これからの学校現場で直面することのある課題について、実践的に学ぶ機会となりました。
講師はとよなか国際交流協会の 山根 絵美 先生にお越しいただきました。
現在、学校には外国にルーツを持つ子どもたちが当たり前に在籍しています。
言語や文化、生活背景が異なる子どもたちと関わる力は、これからの教員にとって欠かせません。
一方で、制度・言葉といった複数の「壁」によって、子どもや保護者が困難を抱えている現状もあります。

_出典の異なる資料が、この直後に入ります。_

//! Core pricing calculation functions.
//!
//! Pure functions for pricing math - no store access.

use rust_decimal::prelude::*;
use rust_decimal::Decimal;

use super::models::{FeeLine, Occupancy, ParticipantRates, PriceBreakdown, PriceLine};
use super::services::PricingError;

/// Days counted as one month by the tiered rental rule
pub const DAYS_PER_MONTH: u32 = 30;
/// Days counted as one week by the tiered rental rule
pub const DAYS_PER_WEEK: u32 = 7;

/// Currencies without a minor unit (amounts are sent to the processor as-is)
const ZERO_DECIMAL_CURRENCIES: &[&str] = &[
    "BIF", "CLP", "DJF", "GNF", "JPY", "KMF", "KRW", "MGA", "PYG", "RWF", "UGX", "VND", "VUV",
    "XAF", "XOF", "XPF",
];

/// Round to specified decimal places using banker's rounding (ROUND_HALF_EVEN).
///
/// Banker's rounding rounds to the nearest even number when the value is exactly
/// halfway between two possibilities. This reduces cumulative rounding bias.
///
/// # Examples
/// ```
/// use rust_decimal_macros::dec;
/// use booking_engine::pricing::round_money;
///
/// assert_eq!(round_money(dec!(2.5), 0), dec!(2));   // rounds to even
/// assert_eq!(round_money(dec!(3.5), 0), dec!(4));   // rounds to even
/// assert_eq!(round_money(dec!(1.234), 2), dec!(1.23));
/// ```
pub fn round_money(amount: Decimal, places: u32) -> Decimal {
    amount.round_dp_with_strategy(places, RoundingStrategy::MidpointNearestEven)
}

/// Number of decimal places of the currency's minor unit
pub fn minor_unit_exponent(currency: &str) -> u32 {
    let upper = currency.to_ascii_uppercase();
    if ZERO_DECIMAL_CURRENCIES.contains(&upper.as_str()) {
        0
    } else {
        2
    }
}

/// Convert a decimal amount into integer minor units (cents) by rounding.
///
/// Returns `None` when the amount does not fit in an `i64`.
pub fn to_minor_units(amount: Decimal, currency: &str) -> Option<i64> {
    let exponent = minor_unit_exponent(currency);
    let scaled = round_money(amount, exponent) * Decimal::from(10i64.pow(exponent));
    scaled.to_i64()
}

/// Whole-period split of a rental duration
#[derive(Debug, Clone, Copy, PartialEq, Eq)]
pub struct TierPeriods {
    pub months: u32,
    pub weeks: u32,
    pub days: u32,
}

/// Split a rental duration into months, weeks and remainder days.
///
/// The coarsest configured tier is taken first: whole 30-day months when a
/// monthly rate exists, then whole weeks of what is left when a weekly rate
/// exists, and the rest as single days.
pub fn split_into_tiers(total_days: u32, has_weekly: bool, has_monthly: bool) -> TierPeriods {
    let mut remaining = total_days;

    let months = if has_monthly && remaining >= DAYS_PER_MONTH {
        remaining / DAYS_PER_MONTH
    } else {
        0
    };
    remaining -= months * DAYS_PER_MONTH;

    let weeks = if has_weekly && remaining >= DAYS_PER_WEEK {
        remaining / DAYS_PER_WEEK
    } else {
        0
    };
    remaining -= weeks * DAYS_PER_WEEK;

    TierPeriods {
        months,
        weeks,
        days: remaining,
    }
}

/// Build a base line, skipping empty quantities
pub fn line(description: &str, quantity: u32, unit_amount: Decimal) -> Option<PriceLine> {
    if quantity == 0 {
        return None;
    }
    Some(PriceLine {
        description: description.to_string(),
        quantity,
        unit_amount,
        amount: round_money(unit_amount * Decimal::from(quantity), 2),
    })
}

/// Price of one participant after a category discount
pub fn discounted_price(base_price: Decimal, discount: Decimal) -> Decimal {
    round_money(base_price * (Decimal::ONE - discount), 2)
}

/// Base lines for a tour: one line per participant category present
pub fn participant_lines(rates: &ParticipantRates, occupancy: &Occupancy) -> Vec<PriceLine> {
    [
        line("Adult", occupancy.adults, rates.base_price),
        line(
            "Child",
            occupancy.children,
            discounted_price(rates.base_price, rates.child_discount),
        ),
        line(
            "Senior",
            occupancy.seniors,
            discounted_price(rates.base_price, rates.senior_discount),
        ),
    ]
    .into_iter()
    .flatten()
    .collect()
}

/// Aggregate base lines and fees into a frozen breakdown.
///
/// Tax applies to the base amount plus taxable fees; deposits stay outside
/// the tax base but are part of the total.
pub fn summarize(
    currency: &str,
    base_lines: Vec<PriceLine>,
    fees: Vec<FeeLine>,
    tax_rate: Decimal,
) -> Result<PriceBreakdown, PricingError> {
    let base_amount: Decimal = base_lines.iter().map(|l| l.amount).sum();
    let fee_amount: Decimal = fees.iter().map(|f| f.amount).sum();
    let taxable_fees: Decimal = fees
        .iter()
        .filter(|f| f.kind.is_taxable())
        .map(|f| f.amount)
        .sum();

    let subtotal = base_amount + fee_amount;
    let tax_amount = round_money((base_amount + taxable_fees) * tax_rate, 2);
    let total = subtotal + tax_amount;

    let total_minor_units =
        to_minor_units(total, currency).ok_or(PricingError::AmountOutOfRange { amount: total })?;

    Ok(PriceBreakdown {
        currency: currency.to_string(),
        base_lines,
        base_amount,
        fees,
        subtotal,
        tax_rate,
        tax_amount,
        total,
        total_minor_units,
    })
}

こうした背景を理解し、適切に関わる力が求められています。
本研修では、教員として現場で活かせる具体的な視点やスキルを学びました。
① 子どもの「困り」を見抜く視点
「できないのは本人の努力不足ではなく、環境や社会に原因があるかもしれない」
この「社会モデル」の考え方を通して、子どもの困りを適切に理解する力を身につけます。
② 現場で役立つ実践力
やさしい日本語による説明
文化の違いによるトラブルへの対応
保護者とのコミュニケーションの工夫 など
明日からの教育実践にそのまま活かせる内容が紹介されました。
③ 多文化共生から広がる人権の視点
人権課題は多文化共生を含め数多く存在します。
研修では、障害や貧困、性的マイノリティなど、さまざまな課題と共通する「見えにくい壁」に目を向けました。

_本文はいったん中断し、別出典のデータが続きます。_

//! Postgres-backed resource and booking store

use async_trait::async_trait;
use sqlx::postgres::PgPoolOptions;
use sqlx::types::Json;
use sqlx::{PgPool, Postgres, Transaction};
use tracing::debug;
use uuid::Uuid;

use crate::booking::calendar::DateRange;
use crate::booking::models::{Booking, BookingStatus, Resource};
use crate::booking::store::{
    insert_outcome, BookingStore, InsertOutcome, ResourceStore, StoreError,
};

use super::models::{BookingRow, ResourceRow};

/// Columns decoded by [`BookingRow`]
const BOOKING_COLUMNS: &str = r#"
    id,
    resource_id,
    user_id,
    start_date,
    end_date,
    occupancy,
    units,
    price,
    status,
    payment_intent_id,
    payment_status,
    created_at,
    updated_at,
    cancelled_at
"#;

/// Live bookings on resource `$1` overlapping `[$2, $3)`
const OVERLAPPING: &str = r#"
    WHERE resource_id = $1
      AND status <> 'cancelled'
      AND start_date < $3
      AND end_date > $2
"#;

#[derive(Debug, Clone)]
pub struct PgStore {
    pool: PgPool,
}

fn to_bookings(rows: Vec<BookingRow>) -> Result<Vec<Booking>, StoreError> {
    rows.into_iter().map(Booking::try_from).collect()
}

fn to_i32(value: u32, what: &str) -> Result<i32, StoreError> {
    i32::try_from(value)
        .map_err(|_| StoreError::Corrupt(format!("{} {} out of range", what, value)))
}

impl PgStore {
    pub fn new(pool: PgPool) -> Self {
        Self { pool }
    }

    pub async fn connect(database_url: &str, max_connections: u32) -> Result<Self, StoreError> {
        let pool = PgPoolOptions::new()
            .max_connections(max_connections)
            .connect(database_url)
            .await?;
        Ok(Self::new(pool))
    }

    pub fn pool(&self) -> &PgPool {
        &self.pool
    }

    /// Serialize writers for one resource until the transaction ends
    async fn lock_resource(
        tx: &mut Transaction<'_, Postgres>,
        resource_id: Uuid,
    ) -> Result<(), StoreError> {
        sqlx::query("SELECT pg_advisory_xact_lock(hashtextextended($1::text, 0))")
            .bind(resource_id.to_string())
            .execute(&mut **tx)
            .await?;
        Ok(())
    }
}

#[async_trait]
impl ResourceStore for PgStore {
    async fn find_resource(&self, id: Uuid) -> Result<Option<Resource>, StoreError> {
        let row = sqlx::query_as::<_, ResourceRow>(
            r#"
            SELECT
                id,
                owner_id,
                kind,
                name,
                capacity,
                currency,
                pricing,
                attributes,
                active
            FROM resources
            WHERE id = $1
            "#,
        )
        .bind(id)
        .fetch_optional(&self.pool)
        .await?;

        row.map(Resource::try_from).transpose()
    }
}

#[async_trait]
impl BookingStore for PgStore {
    async fn find_overlapping(
        &self,
        resource_id: Uuid,
        range: DateRange,
    ) -> Result<Vec<Booking>, StoreError> {
        let sql = format!("SELECT {} FROM bookings {}", BOOKING_COLUMNS, OVERLAPPING);
        let rows = sqlx::query_as::<_, BookingRow>(&sql)
            .bind(resource_id)
            .bind(range.start())
            .bind(range.end())
            .fetch_all(&self.pool)
            .await?;

        to_bookings(rows)
    }

    async fn insert_if_available(
        &self,
        booking: &Booking,
        capacity: u32,
    ) -> Result<InsertOutcome, StoreError> {
        let mut tx = self.pool.begin().await?;
        Self::lock_resource(&mut tx, booking.resource_id).await?;

        let sql = format!("SELECT {} FROM bookings {}", BOOKING_COLUMNS, OVERLAPPING);
        let rows = sqlx::query_as::<_, BookingRow>(&sql)
            .bind(booking.resource_id)
            .bind(booking.range.start())
            .bind(booking.range.end())
            .fetch_all(&mut *tx)
            .await?;
        let existing = to_bookings(rows)?;

        let outcome = insert_outcome(&existing, booking, capacity);
        if let InsertOutcome::NoCapacity(_) = outcome {
            tx.rollback().await?;
            return Ok(outcome);
        }

        sqlx::query(
            r#"
            INSERT INTO bookings (
                id,
                resource_id,
                user_id,
                start_date,
                end_date,
                occupancy,
                units,
                price,
                total_amount,
                currency,
                status,
                payment_intent_id,
                payment_status,
                created_at,
                updated_at,
                cancelled_at
            )
            VALUES ($1, $2, $3, $4, $5, $6, $7, $8, $9, $10, $11, $12, $13, $14, $15, $16)
            "#,
        )
        .bind(booking.id)
        .bind(booking.resource_id)
        .bind(&booking.user_id)
        .bind(booking.range.start())
        .bind(booking.range.end())
        .bind(Json(&booking.occupancy))
        .bind(to_i32(booking.units, "units")?)
        .bind(Json(&booking.price))
        .bind(booking.price.total)
        .bind(&booking.price.currency)
        .bind(booking.status.as_str())
        .bind(&booking.payment_intent_id)
        .bind(booking.payment_status.as_str())
        .bind(booking.created_at)
        .bind(booking.updated_at)
        .bind(booking.cancelled_at)
        .execute(&mut *tx)
        .await?;

        tx.commit().await?;
        debug!("Inserted booking {} for resource {}", booking.id, booking.resource_id);
        Ok(InsertOutcome::Inserted)
    }

    async fn find_booking(&self, id: Uuid) -> Result<Option<Booking>, StoreError> {
        let sql = format!("SELECT {} FROM bookings WHERE id = $1", BOOKING_COLUMNS);
        let row = sqlx::query_as::<_, BookingRow>(&sql)
            .bind(id)
            .fetch_optional(&self.pool)
            .await?;

        row.map(Booking::try_from).transpose()
    }

    async fn find_by_payment_intent(
        &self,
        payment_intent_id: &str,
    ) -> Result<Option<Booking>, StoreError> {
        let sql = format!(
            "SELECT {} FROM bookings WHERE payment_intent_id = $1",
            BOOKING_COLUMNS
        );
        let row = sqlx::query_as::<_, BookingRow>(&sql)
            .bind(payment_intent_id)
            .fetch_optional(&self.pool)
            .await?;

        row.map(Booking::try_from).transpose()
    }

    async fn update_booking(
        &self,
        booking: &Booking,
        expected: BookingStatus,
    ) -> Result<bool, StoreError> {
        let result = sqlx::query(
            r#"
            UPDATE bookings
            SET status = $2,
                payment_status = $3,
                updated_at = $4,
                cancelled_at = $5
            WHERE id = $1
              AND status = $6
            "#,
        )
        .bind(booking.id)
        .bind(booking.status.as_str())
        .bind(booking.payment_status.as_str())
        .bind(booking.updated_at)
        .bind(booking.cancelled_at)
        .bind(expected.as_str())
        .execute(&self.pool)
        .await?;

        if result.rows_affected() == 0 && self.find_booking(booking.id).await?.is_none() {
            return Err(StoreError::MissingBooking(booking.id));
        }
        Ok(result.rows_affected() == 1)
    }
}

重要なのは、特定の誰かの問題として捉えるのではなく、
誰もが安心して学び、生活できる環境をどうつくるかという、人権全体の視点で考えることです。
④ 情報を見抜く力
インターネットやSNS上の情報を鵜呑みにせず、事実と印象を見分ける「情報リテラシー」も重要です。
これは、子どもたちを導く教員として欠かせない力です。
受講生からは、
「現場で起こる具体的な課題がイメージできた」
「自分の考え方を見直すきっかけになった」
「多文化共生が他の人権課題ともつながっていると実感した」
といった声が寄せられました。
この研修を受講することで、
・実際の教育現場に対応できる実践力
・多様な子どもを理解する視点
・人権意識と指導力の向上
を身につけることができました。
これからの学校は、多様性が当たり前の社会の中にあります。
その中で、一人ひとりの子どもを大切にする教育を実現するためには、人権に対する深い理解と実践力が求められます。
本研修は、教員をめざす皆さんにとって大きな学びと成長の機会となりました。
次回のマチカネ先生塾は、コミュニケーション力養成講座②「子どもと遊ぼう(なわとび)」です。